NaBloPoMo 2009 Day 19 — Irish Eyes Are Crying
The World Cup is in South Africa next summer (well, it’ll be summer in the northern hemisphere anyway). On Wednesday, the last major group of teams qualified for the tournament. One match that has received a considerable amount of attention is the match between France and Ireland. It was actually the second match between the nations. They played two games, and the first one was in Ireland. The French won that match on Saturday 1-0. In Wednesday’s match in Paris, the Irish captain, Robbie Keane, put his squad up 1-0. In the world of international football (i.e., soccer), that meant that the teams were tied 1-1 on aggregate with both teams having an away goal. At the end of the full 90 minutes, the teams went to overtime.

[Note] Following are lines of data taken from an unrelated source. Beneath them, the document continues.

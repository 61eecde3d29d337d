//! Mapping of library errors onto HTTP responses

use axum::http::StatusCode;
use axum::response::{IntoResponse, Response};
use mediamesh::Error;
use tracing::warn;

/// Handler error; renders as `(status, message)`
#[derive(Debug)]
pub struct ApiError(pub Error);

impl ApiError {
    /// Status code for the wrapped error
    pub fn status(&self) -> StatusCode {
        match &self.0 {
            Error::Validation(_) => StatusCode::BAD_REQUEST,
            Error::Auth(_) => StatusCode::UNAUTHORIZED,
            Error::Unreachable(_) => StatusCode::BAD_GATEWAY,
            Error::Conflict(_) => StatusCode::CONFLICT,
            Error::NotFound(_) => StatusCode::NOT_FOUND,
            Error::NotResolvable(_) => StatusCode::UNPROCESSABLE_ENTITY,
            Error::Storage(_) | Error::Init(_) | Error::Config(_) => StatusCode::INTERNAL_SERVER_ERROR,
        }
    }
}

impl From<Error> for ApiError {
    fn from(e: Error) -> Self {
        Self(e)
    }
}

impl IntoResponse for ApiError {
    fn into_response(self) -> Response {
        let status = self.status();
        if status.is_server_error() {
            warn!(status = %status, error = %self.0, "Request failed");
        }
        (status, self.0.to_string()).into_response()
    }
}

/// Result type for handlers
pub type ApiResult<T> = std::result::Result<T, ApiError>;
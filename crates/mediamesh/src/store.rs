//! SQLite store shared by every component
//!
//! A single [`Database`] is opened at startup and handed to components as an
//! `Arc<Database>`. It owns the schema; the components own their queries.

use std::path::Path;

use chrono::{DateTime, SecondsFormat, Utc};
use parking_lot::Mutex;
use rusqlite::{Connection, OptionalExtension};
use tracing::debug;
use uuid::Uuid;

use crate::error::{Error, Result};

const SCHEMA: &str = "
    CREATE TABLE IF NOT EXISTS instance (
        singleton INTEGER PRIMARY KEY CHECK (singleton = 1),
        id TEXT NOT NULL,
        name TEXT NOT NULL,
        created_at TEXT NOT NULL
    );

    CREATE TABLE IF NOT EXISTS settings (
        key TEXT PRIMARY KEY,
        value TEXT NOT NULL
    );

    CREATE TABLE IF NOT EXISTS api_keys (
        id TEXT PRIMARY KEY,
        label TEXT NOT NULL,
        salt TEXT NOT NULL,
        secret_hash TEXT NOT NULL UNIQUE,
        created_at TEXT NOT NULL,
        bound_instance_id TEXT
    );

    CREATE TABLE IF NOT EXISTS peers (
        id TEXT PRIMARY KEY,
        name TEXT NOT NULL,
        url TEXT NOT NULL,
        api_key TEXT NOT NULL,
        remote_instance_id TEXT UNIQUE,
        last_seen TEXT,
        auto_replicate INTEGER NOT NULL DEFAULT 0,
        sync_library_id TEXT,
        created_at TEXT NOT NULL
    );

    CREATE TABLE IF NOT EXISTS transfers (
        peer_id TEXT NOT NULL REFERENCES peers(id) ON DELETE CASCADE,
        remote_item_id TEXT NOT NULL,
        download_id TEXT NOT NULL,
        created_at TEXT NOT NULL,
        PRIMARY KEY (peer_id, remote_item_id)
    );
";

/// Columns added after the first release, as `(table, column, definition)`
const ADDED_COLUMNS: &[(&str, &str, &str)] = &[("api_keys", "bound_instance_id", "TEXT")];

/// SQLite database holding identity, keys, peers, transfer records and settings
pub struct Database {
    conn: Mutex<Connection>,
}

impl Database {
    /// Open or create the database
    pub fn open(path: &Path) -> Result<Self> {
        let conn = Connection::open(path)
            .map_err(|e| Error::storage(format!("failed to open SQLite database: {e}")))?;
        debug!(path = %path.display(), "Database opened");
        Self::init(conn)
    }

    /// Open a private in-memory database
    pub fn open_in_memory() -> Result<Self> {
        let conn = Connection::open_in_memory()
            .map_err(|e| Error::storage(format!("failed to open in-memory database: {e}")))?;
        Self::init(conn)
    }

    fn init(conn: Connection) -> Result<Self> {
        conn.execute_batch("PRAGMA foreign_keys = ON;")
            .map_err(|e| Error::storage(format!("failed to enable foreign keys: {e}")))?;
        conn.execute_batch(SCHEMA)
            .map_err(|e| Error::storage(format!("failed to create tables: {e}")))?;
        for (table, column, definition) in ADDED_COLUMNS {
            add_missing_column(&conn, table, column, definition)
                .map_err(|e| Error::storage(format!("failed to migrate {table}.{column}: {e}")))?;
        }

        Ok(Self {
            conn: Mutex::new(conn),
        })
    }

    /// Run `f` with exclusive access to the connection.
    ///
    /// Every statement issued inside `f` sees no interleaved writes from
    /// other callers.
    pub fn with_conn<T>(&self, f: impl FnOnce(&Connection) -> rusqlite::Result<T>) -> Result<T> {
        let conn = self.conn.lock();
        f(&conn).map_err(Error::from)
    }

    /// Read a setting
    pub fn setting(&self, key: &str) -> Result<Option<String>> {
        self.with_conn(|conn| {
            conn.query_row("SELECT value FROM settings WHERE key = ?1", [key], |row| {
                row.get(0)
            })
            .optional()
        })
    }

    /// Write a setting; `None` deletes it
    pub fn set_setting(&self, key: &str, value: Option<&str>) -> Result<()> {
        self.with_conn(|conn| match value {
            Some(value) => conn
                .execute(
                    "INSERT INTO settings (key, value) VALUES (?1, ?2)
                     ON CONFLICT(key) DO UPDATE SET value = excluded.value",
                    [key, value],
                )
                .map(|_| ()),
            None => conn
                .execute("DELETE FROM settings WHERE key = ?1", [key])
                .map(|_| ()),
        })
    }
}

fn add_missing_column(conn: &Connection, table: &str, column: &str, definition: &str) -> rusqlite::Result<()> {
    let present: bool = conn.query_row(
        "SELECT COUNT(*) > 0 FROM pragma_table_info(?1) WHERE name = ?2",
        [table, column],
        |row| row.get(0),
    )?;
    if !present {
        conn.execute_batch(&format!("ALTER TABLE {table} ADD COLUMN {column} {definition}"))?;
        debug!(table, column, "Added column to existing database");
    }
    Ok(())
}

/// Format a timestamp for storage.
///
/// Fixed precision and a `Z` suffix keep stored values lexically ordered, so
/// freshness comparisons can happen inside SQL.
pub fn format_ts(ts: &DateTime<Utc>) -> String {
    ts.to_rfc3339_opts(SecondsFormat::Micros, true)
}

/// Parse a stored timestamp
pub fn parse_ts(s: &str) -> rusqlite::Result<DateTime<Utc>> {
    DateTime::parse_from_rfc3339(s)
        .map(|ts| ts.with_timezone(&Utc))
        .map_err(|e| {
            rusqlite::Error::FromSqlConversionFailure(0, rusqlite::types::Type::Text, Box::new(e))
        })
}

/// Parse a stored UUID
pub fn parse_uuid(s: &str) -> rusqlite::Result<Uuid> {
    Uuid::parse_str(s).map_err(|e| {
        rusqlite::Error::FromSqlConversionFailure(0, rusqlite::types::Type::Text, Box::new(e))
    })
}

#[cfg(test)]
mod tests {
    use super::*;
    use chrono::Duration;
    use tempfile::TempDir;

    #[test]
    fn test_open_creates_schema() {
        let temp_dir = TempDir::new().unwrap();
        let db_path = temp_dir.path().join("test.db");
        let db = Database::open(&db_path).unwrap();

        let tables: i64 = db
            .with_conn(|conn| {
                conn.query_row(
                    "SELECT COUNT(*) FROM sqlite_master WHERE type = 'table'
                     AND name IN ('instance', 'settings', 'api_keys', 'peers', 'transfers')",
                    [],
                    |row| row.get(0),
                )
            })
            .unwrap();
        assert_eq!(tables, 5);

        // Reopening an existing file is fine
        drop(db);
        Database::open(&db_path).unwrap();
    }

    #[test]
    fn test_open_adds_columns_to_older_database() {
        let temp_dir = TempDir::new().unwrap();
        let db_path = temp_dir.path().join("old.db");
        Connection::open(&db_path)
            .unwrap()
            .execute_batch(
                "CREATE TABLE api_keys (
                     id TEXT PRIMARY KEY,
                     label TEXT NOT NULL,
                     salt TEXT NOT NULL,
                     secret_hash TEXT NOT NULL UNIQUE,
                     created_at TEXT NOT NULL
                 );
                 INSERT INTO api_keys VALUES ('k', 'old', 's', 'h', '2026-01-01T00:00:00.000000Z');",
            )
            .unwrap();

        let db = Database::open(&db_path).unwrap();
        let bound: Option<String> = db
            .with_conn(|conn| {
                conn.query_row("SELECT bound_instance_id FROM api_keys WHERE id = 'k'", [], |row| {
                    row.get(0)
                })
            })
            .unwrap();
        assert_eq!(bound, None);

        drop(db);
        Database::open(&db_path).unwrap();
    }

    #[test]
    fn test_settings_roundtrip_and_clear() {
        let db = Database::open_in_memory().unwrap();
        assert_eq!(db.setting("external_url").unwrap(), None);

        db.set_setting("external_url", Some("http://1.2.3.4:3000")).unwrap();
        db.set_setting("external_url", Some("http://5.6.7.8:3000")).unwrap();
        assert_eq!(
            db.setting("external_url").unwrap().as_deref(),
            Some("http://5.6.7.8:3000")
        );

        db.set_setting("external_url", None).unwrap();
        assert_eq!(db.setting("external_url").unwrap(), None);
    }

    #[test]
    fn test_timestamps_sort_lexically() {
        let earlier = Utc::now();
        let later = earlier + Duration::milliseconds(1);
        assert!(format_ts(&earlier) < format_ts(&later));

        let parsed = parse_ts(&format_ts(&earlier)).unwrap();
        assert_eq!(format_ts(&parsed), format_ts(&earlier));
    }
}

Overtime in these matches is two 15-minute halves, and they are not sudden death. Just before the end of the first half of overtime, France scored a goal to tie the match 1-1 (and go up 2-1 on aggregate). But as you can see in the clip below, Thierry Henry, the France captain yesterday, handled the ball — twice — before he passed it to William Gallas to head in from about 2 feet away. Anyone who’s ever played soccer knows that only the goalkeeper can touch the ball with his hands.
Everyone on the Irish team saw the handball. The Irish coach saw the handball. Henry admitted after the match that he handled the ball. But somehow, the referee and the linesman missed the whole thing. From the replay, it does look like the ref was shielded by the Irish defender covering Henry, but the linesman looks to have a clear view of Henry from the other side of the field. I’m not an advocate of the conspiracy theories running around, but it is very odd.
There are many in Ireland and around the world calling for a replay of the match to make it fair, but even if you take away Gallas’s goal, the score was 1-1, and there was another half of overtime to go. France could’ve scored in the second half. A tied result at the end of overtime would’ve led to penalty kicks to decide the winner. I’ll take France at home in any such shoot-out. It’s an unfortunate end to the match, but it’s not the first time a handball has played a huge part of an important international match — Diego Maradona’s “Hand of God” goal comes to mind from the 1986 World Cup. Perhaps the Irish fans shouldn’t have enjoyed that Argentina victory over England so much. (Soccer karma perhaps?)